Nel 2018, un grave infortunio si è rivelato essere il più grande ostacolo della sua vita. Eppure, Francesco non ha mai mollato, ed è tornato in pista più forte di prima, dimostrando al mondo intero cosa significhi l'espressione "Essere Ferrari".
FP: "Ciao Francesco, grazie di essere qui con noi. Direi di iniziare con la tua carriera, con quello che hai fatto per arrivare in Ferrari e la spiegazione del ruolo di meccatronico."

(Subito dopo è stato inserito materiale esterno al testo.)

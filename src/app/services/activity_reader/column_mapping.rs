//! Column mapping for Baby Connect export headers
//!
//! Header cells are converted into symbolic field names so that rows can be
//! addressed as `child_name`, `start_time`, `extra_data` and so on regardless
//! of the capitalization used by the export.

use csv::StringRecord;
use regex::Regex;
use std::collections::HashMap;
use std::sync::OnceLock;

fn non_word_re() -> &'static Regex {
    static NON_WORD_RE: OnceLock<Regex> = OnceLock::new();
    NON_WORD_RE.get_or_init(|| Regex::new(r"[^\s\w]+").expect("valid non-word regex"))
}

fn whitespace_re() -> &'static Regex {
    static WHITESPACE_RE: OnceLock<Regex> = OnceLock::new();
    WHITESPACE_RE.get_or_init(|| Regex::new(r"\s+").expect("valid whitespace regex"))
}

/// Convert a header cell into a symbolic field name
///
/// Lowercases, drops punctuation, trims, then joins words with `_`:
/// `"Extra Data"` becomes `extra_data`, `"Start Time (local)"` becomes
/// `start_time_local`.
pub fn symbolize_header(header: &str) -> String {
    let lowered = header.to_lowercase();
    let stripped = non_word_re().replace_all(&lowered, "");
    whitespace_re()
        .replace_all(stripped.trim(), "_")
        .into_owned()
}

/// Column mapping for an export file
#[derive(Debug, Clone)]
pub struct ColumnMapping {
    /// Symbolized column name to index mapping
    pub name_to_index: HashMap<String, usize>,

    /// Symbolized column names in file order
    pub columns: Vec<String>,
}

impl ColumnMapping {
    /// Symbolize the header row
    ///
    /// When two headers symbolize to the same name the first column wins the
    /// index lookup, but both stay in `columns`.
    pub fn analyze(headers: &StringRecord) -> Self {
        let mut name_to_index = HashMap::new();
        let mut columns = Vec::with_capacity(headers.len());

        for (index, header) in headers.iter().enumerate() {
            let column_name = symbolize_header(header);
            name_to_index.entry(column_name.clone()).or_insert(index);
            columns.push(column_name);
        }

        ColumnMapping {
            name_to_index,
            columns,
        }
    }

    /// Get the index for a given column name
    pub fn get_index(&self, column_name: &str) -> Option<usize> {
        self.name_to_index.get(column_name).copied()
    }

    /// Check if a column exists in the mapping
    pub fn has_column(&self, column_name: &str) -> bool {
        self.name_to_index.contains_key(column_name)
    }

    /// Names from `required` that the header does not provide
    pub fn missing_columns<'a>(&self, required: &[&'a str]) -> Vec<&'a str> {
        required
            .iter()
            .copied()
            .filter(|name| !self.has_column(name))
            .collect()
    }
}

FC: "Volentieri. Allora, ho iniziato studiando con l'obiettivo di arrivare a capire la tecnologia che c'è in una macchina, perché l'amore per la macchina avevo capito fin da subito: era quello che mi guidava, insieme alla passione per la Formula 1. Dopo aver studiato, ho cominciato ad andare nelle concessionarie ed officine della zona a lavorare, ad imparare il lavoro; insistendo sul seguire dei corsi, perché al tempo - stiamo parlando degli anni '90 - non c'era YouTube... Le informazioni non erano agevoli [da reperire, ndr] come adesso, e quindi per incrementare la tua conoscenza dovevi avere conoscenza mirata. Siccome frequentavo molto le concessionarie Volkswagen e Audi, loro sono molto preparati in questo, sono riuscito a fare questi corsi. Ho fatto anche un corso con un docente BMW e da lì ho capito che, più che la meccanica in sé, mi piaceva capire cosa facessero i sensori, gli attuatori, la centralina... Da lì ho sviluppato più una voglia di conoscere la meccatronica; che al tempo non era chiamata meccatronica, ma poi ha preso questo nome.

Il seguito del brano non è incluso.